Global carbon emissions rise, cutting them will be a challenge, studies find

Energize Weekly, December 12, 2018

Global carbon dioxide (CO2) emissions, driven by increased fossil fuel consumption, jumped in 2018. Even with major initiatives to curb carbon, fossil fuels are likely to hold a dominant share of energy production through 2040, according to a series of new studies.

Carbon emissions worldwide rose 2.7 percent in 2018, compared to 1.6 percent in 2017, according to a study by an international team of researchers.

The biggest contributors were China with 27 percent of global emissions, the U.S. with 15 percent and the European Union’s 27 members with 10 percent and India accounting for 7 percent.

The source of 90 percent of the emissions—a record 37.1 gigatons of carbon dioxide—was the burning of fossil fuels and cement production, a paper by an international scientific team said. Stanford University researcher Robert Jackson was the lead author.

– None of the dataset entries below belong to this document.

use super::{RenderContext, Renderer};
use crate::server::HttpResponse;
use http::StatusCode;
use serde::Serialize;
use serde_json::Value;
use tracing::debug;

/// A JSON payload and its status.
#[derive(Debug, Clone, PartialEq)]
pub struct JsonResult {
    pub status: StatusCode,
    pub payload: Value,
}

impl JsonResult {
    #[must_use]
    pub fn new(status: StatusCode, payload: Value) -> Self {
        Self { status, payload }
    }

    /// `200 OK` with `payload`.
    #[must_use]
    pub fn ok(payload: Value) -> Self {
        Self::new(StatusCode::OK, payload)
    }

    /// Serialize any value into a JSON result.
    pub fn from_serialize<T: Serialize>(status: StatusCode, payload: &T) -> serde_json::Result<Self> {
        Ok(Self::new(status, serde_json::to_value(payload)?))
    }
}

pub struct JsonRenderer;

impl Renderer for JsonRenderer {
    type Output = JsonResult;

    fn render(&self, output: &JsonResult, ctx: &RenderContext<'_>) -> anyhow::Result<HttpResponse> {
        let body = serde_json::to_vec(&output.payload)?;
        debug!(
            path = %ctx.path,
            status = output.status.as_u16(),
            body_size_bytes = body.len(),
            "JSON result rendered"
        );
        Ok(HttpResponse::with_body(output.status, "application/json", body))
    }
}
//! Structured logging setup.
//!
//! The dispatcher only emits `tracing` events; installing a subscriber is the
//! host's call. This module provides the usual one: an `EnvFilter`, JSON or
//! pretty output, optionally through a non-blocking writer.
//!
//! Environment variables read by [`LogConfig::from_env`]:
//!
//! - `ROUTEGATE_LOG_LEVEL`: trace/debug/info/warn/error (default `info`)
//! - `ROUTEGATE_LOG_FORMAT`: json/pretty (default `json`)
//! - `ROUTEGATE_LOG_ASYNC`: buffered non-blocking output (default `true`)
//! - `ROUTEGATE_LOG_FILTER`: extra comma-separated filter directives
//! - `ROUTEGATE_LOG_LOCATION`: include file and line (default `false`)
//!
//! `RUST_LOG`, when set, takes precedence over the configured level.

use anyhow::{Context, Result};
use std::env;
use tracing::Level;
use tracing_appender::non_blocking::WorkerGuard;
use tracing_subscriber::layer::SubscriberExt;
use tracing_subscriber::util::SubscriberInitExt;
use tracing_subscriber::{EnvFilter, Layer};

/// Log format: JSON for production, pretty-print for development
#[derive(Debug, Clone, Copy, PartialEq, Eq)]
pub enum LogFormat {
    Json,
    Pretty,
}

impl LogFormat {
    pub fn parse(s: &str) -> Self {
        match s.to_lowercase().as_str() {
            "pretty" => LogFormat::Pretty,
            _ => LogFormat::Json,
        }
    }
}

#[derive(Debug, Clone)]
pub struct LogConfig {
    pub log_level: String,
    pub format: LogFormat,
    pub async_logging: bool,
    /// Extra filter directives, comma-separated (e.g. `routegate::content=debug`)
    pub target_filter: Option<String>,
    pub include_location: bool,
}

impl Default for LogConfig {
    fn default() -> Self {
        Self {
            log_level: "info".to_string(),
            format: LogFormat::Json,
            async_logging: true,
            target_filter: None,
            include_location: false,
        }
    }
}

impl LogConfig {
    pub fn from_env() -> Self {
        let defaults = Self::default();
        Self {
            log_level: env::var("ROUTEGATE_LOG_LEVEL").unwrap_or(defaults.log_level),
            format: env::var("ROUTEGATE_LOG_FORMAT")
                .map(|s| LogFormat::parse(&s))
                .unwrap_or(defaults.format),
            async_logging: env::var("ROUTEGATE_LOG_ASYNC")
                .ok()
                .and_then(|s| s.parse().ok())
                .unwrap_or(defaults.async_logging),
            target_filter: env::var("ROUTEGATE_LOG_FILTER").ok(),
            include_location: env::var("ROUTEGATE_LOG_LOCATION")
                .ok()
                .and_then(|s| s.parse().ok())
                .unwrap_or(defaults.include_location),
        }
    }

    fn level(&self) -> Level {
        match self.log_level.to_lowercase().as_str() {
            "trace" => Level::TRACE,
            "debug" => Level::DEBUG,
            "warn" => Level::WARN,
            "error" => Level::ERROR,
            _ => Level::INFO,
        }
    }

    fn env_filter(&self) -> EnvFilter {
        let mut filter = EnvFilter::try_from_default_env()
            .unwrap_or_else(|_| EnvFilter::new(self.level().as_str()));
        if let Some(target_filter) = &self.target_filter {
            for directive in target_filter.split(',').map(str::trim) {
                if directive.is_empty() {
                    continue;
                }
                match directive.parse() {
                    Ok(directive) => filter = filter.add_directive(directive),
                    Err(_) => eprintln!("Warning: Invalid log filter directive: {directive}"),
                }
            }
        }
        filter
    }
}

/// Keeps the non-blocking writer alive; drop it at shutdown to flush.
#[must_use = "dropping the guard stops buffered log output"]
pub struct LoggingGuard {
    _worker: Option<WorkerGuard>,
}

/// Initialize logging at `log_level`, everything else from the environment.
pub fn init_logging(log_level: &str) -> Result<LoggingGuard> {
    let mut config = LogConfig::from_env();
    config.log_level = log_level.to_string();
    init_logging_with_config(&config)
}

/// Install the global subscriber described by `config`.
///
/// Fails if a global subscriber is already installed.
pub fn init_logging_with_config(config: &LogConfig) -> Result<LoggingGuard> {
    let registry = tracing_subscriber::registry().with(config.env_filter());

    let (writer, worker) = if config.async_logging {
        let (writer, guard) = tracing_appender::non_blocking(std::io::stdout());
        (tracing_subscriber::fmt::writer::BoxMakeWriter::new(writer), Some(guard))
    } else {
        (
            tracing_subscriber::fmt::writer::BoxMakeWriter::new(std::io::stdout),
            None,
        )
    };

    let fmt_layer = match config.format {
        LogFormat::Json => tracing_subscriber::fmt::layer()
            .json()
            .with_current_span(true)
            .with_span_list(true)
            .with_target(true)
            .with_thread_ids(true)
            .with_file(config.include_location)
            .with_line_number(config.include_location)
            .with_writer(writer)
            .boxed(),
        LogFormat::Pretty => tracing_subscriber::fmt::layer()
            .pretty()
            .with_target(true)
            .with_file(config.include_location)
            .with_line_number(config.include_location)
            .with_writer(writer)
            .boxed(),
    };

    registry
        .with(fmt_layer)
        .try_init()
        .context("Failed to initialize logging")?;

    Ok(LoggingGuard { _worker: worker })
}
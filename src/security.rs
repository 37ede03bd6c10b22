//! # Session gating
//!
//! Routes declared `secured` are only dispatched when the request carries a
//! valid session. What "valid" means is decided by a [`SessionValidator`],
//! injected into the dispatcher. The default, [`RequireSessionId`], accepts
//! any session that has a non-empty id, which is what a servlet container's
//! `getSession(false)` check amounts to.
//!
//! ```rust
//! use routegate::router::Route;
//! use routegate::security::{Session, SessionValidator};
//!
//! struct AdminOnly;
//!
//! impl SessionValidator for AdminOnly {
//!     fn validate(&self, _route: &Route, session: Option<&Session>) -> bool {
//!         session.and_then(|s| s.attribute("role")) == Some("admin")
//!     }
//! }
//! ```

use crate::router::Route;
use std::collections::HashMap;

/// Session identity resolved by the host for one request.
#[derive(Debug, Clone, Default, PartialEq, Eq)]
pub struct Session {
    id: Option<String>,
    attributes: HashMap<String, String>,
}

impl Session {
    pub fn new(id: impl Into<String>) -> Self {
        Self {
            id: Some(id.into()),
            attributes: HashMap::new(),
        }
    }

    /// A session object without an id (created but never established).
    #[must_use]
    pub fn anonymous() -> Self {
        Self::default()
    }

    #[must_use]
    pub fn with_attribute(mut self, name: impl Into<String>, value: impl Into<String>) -> Self {
        self.attributes.insert(name.into(), value.into());
        self
    }

    #[must_use]
    pub fn id(&self) -> Option<&str> {
        self.id.as_deref()
    }

    #[must_use]
    pub fn attribute(&self, name: &str) -> Option<&str> {
        self.attributes.get(name).map(String::as_str)
    }
}

/// Decides whether a request may reach a secured route.
pub trait SessionValidator: Send + Sync {
    fn validate(&self, route: &Route, session: Option<&Session>) -> bool;
}

/// Accepts any session with a non-empty id.
#[derive(Debug, Clone, Copy, Default)]
pub struct RequireSessionId;

impl SessionValidator for RequireSessionId {
    fn validate(&self, _route: &Route, session: Option<&Session>) -> bool {
        session
            .and_then(Session::id)
            .is_some_and(|id| !id.trim().is_empty())
    }
}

“Additional increases in 2019 remain uncertain but appear likely because of persistent growth in oil and natural gas use and strong growth projected for the global economy,” the researchers said. “Coal use has slowed markedly in the last few years, potentially peaking, but its future trajectory remains uncertain.”

China posted the biggest change in CO2 emission in 2018 compared to 2017 with a substantial increase in both energy consumption and emissions, the Jackson researchers said.

One thing is certain, according to a study by energy consultant Wood Mackenzie, fossil fuel use isn’t “disappearing any time soon.”

Wood Mackenzie did an analysis looking at the implementation of “carbon-constrained polices”—such as increasing renewable energy and electrifying the motor vehicle fleet.

It calculated fossil fuels would still account for 75 percent of global energy in 2040, down from 85 percent in 2012. All the carbon-constraining policies reduced the fossil fuel share by just a few percentage points.

“Oil, in particular, retains a keystone role in the energy system for decades to come,” Wood Mackenzie said.

In 2018, one of the “most surprising” increases was a jump in oil used in the U.S. and the EU, where oil demand was believed to have peaked several years ago, the Jackson paper said.

“Despite improved fuel efficiency, these increases are driven by more vehicles and, in some countries, distance driven per vehicle,” the paper said.

The number of motor vehicles has been growing at about 4 percent a year globally, and while the number of electric vehicles has doubled to 4 million, it remains a tiny fraction of the 1.2 billion motor vehicles in the world.

Natural gas will also see a growth in demand through 2040, mainly in emerging markets such as China, India and Southeast Asia, Wood Mackenzie said. The Asia-Pacific is projected to account for 60 percent of incremental demand.

Natural gas has been the fastest-growing fossil fuel, increasing at 2 percent a year rate since 2012, the Jackson researchers said.

“Although natural gas is the cleanest of the fossil fuels, it is still a major source of the global increase in CO2 emissions,” the Jackson paper said. “In countries such as the United States, some of this growth has come at the expense of coal as a fuel for electricity generation, reducing CO2 emissions as a result.”

Natural gas use has grown in every region of the world over the past five years with the increase in energy consumption, the researchers said.

“Coal however will bear the brunt of an accelerated energy transition, with demand declining by half by 2040, even with no international CO2 pricing regime as the power sector switches to gas and renewables,” the Wood Mackenzie analysis said.

While there have sharp declines in the use of coal in Canada, the U.S. and the EU, there has been a 3 percent annual increase in coal consumption in the Asia-Pacific and Central and South America over the last decade, the Jackson paper said. The coal consumption in India has been growing at a 4.3 percent annual rate.

“A robust global economy, insufficient emission reductions in developed countries, and a need for increased energy use in developing countries where per capita emissions remain far below those of wealthier nations will continue to put upward pressure on CO2 emissions,” the Jackson researchers concluded.

In Wood Mackenzie’s 2040 “accelerated decarbonization” scenario—with wind and solar providing 40 percent of all energy, oil demand having peaked in 2031, electric vehicles accounting for 100 percent of all new motor vehicles and 22 million autonomous vehicles on the road—fossil fuels still represent the lion’s share of energy.

“Even with an accelerated pace of change, a ‘2-degree world’ remains out of reach in our accelerated scenario,” David Brown, a senior Wood Mackenzie analyst, said in a statement. “Much more needs to happen around lowering non-power sector emissions to achieve such an outcome. Political momentum will be crucial and at present climate leadership is lacking.”